(WHAT TO DO)
Return the whole of the data exactly.

*** Opening EXTRACTED INFORMATION ***

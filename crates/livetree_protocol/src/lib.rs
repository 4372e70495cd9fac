//! # livetree protocol
//!
//! Messages exchanged between a livetree client engine and the remote
//! authority.
//!
//! This crate provides:
//! - [`Request`] and [`Action`], everything a client asks of the authority
//! - [`ServerMessage`], everything the authority tells a client
//! - [`ServerError`], the rejection codes carried by acknowledgements
//! - [`SessionSink`], the seam through which a transport delivers messages
//!
//! Encoding is left to transports: this is a pure protocol crate with no I/O.

#![deny(unsafe_code)]
#![warn(missing_docs)]

mod error;
mod message;
mod request;

pub use error::ServerError;
pub use message::{AckBody, ConnectionState, ServerMessage, SessionSink};
pub use request::{Action, Request, RequestId};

*** Closing EXTRACTED INFORMATION ***

(ANSWER TO THIS EXERCISE)
filename crates/livetree_protocol/src/lib.rs
repository 4372e70495cd9fac
//! # livetree protocol
//!
//! Messages exchanged between a livetree client engine and the remote
//! authority.
//!
//! This crate provides:
//! - [`Request`] and [`Action`], everything a client asks of the authority
//! - [`ServerMessage`], everything the authority tells a client
//! - [`ServerError`], the rejection codes carried by acknowledgements
//! - [`SessionSink`], the seam through which a transport delivers messages
//!
//! Encoding is left to transports: this is a pure protocol crate with no I/O.

#![deny(unsafe_code)]
#![warn(missing_docs)]

mod error;
mod message;
mod request;

pub use error::ServerError;
pub use message::{AckBody, ConnectionState, ServerMessage, SessionSink};
pub use request::{Action, Request, RequestId};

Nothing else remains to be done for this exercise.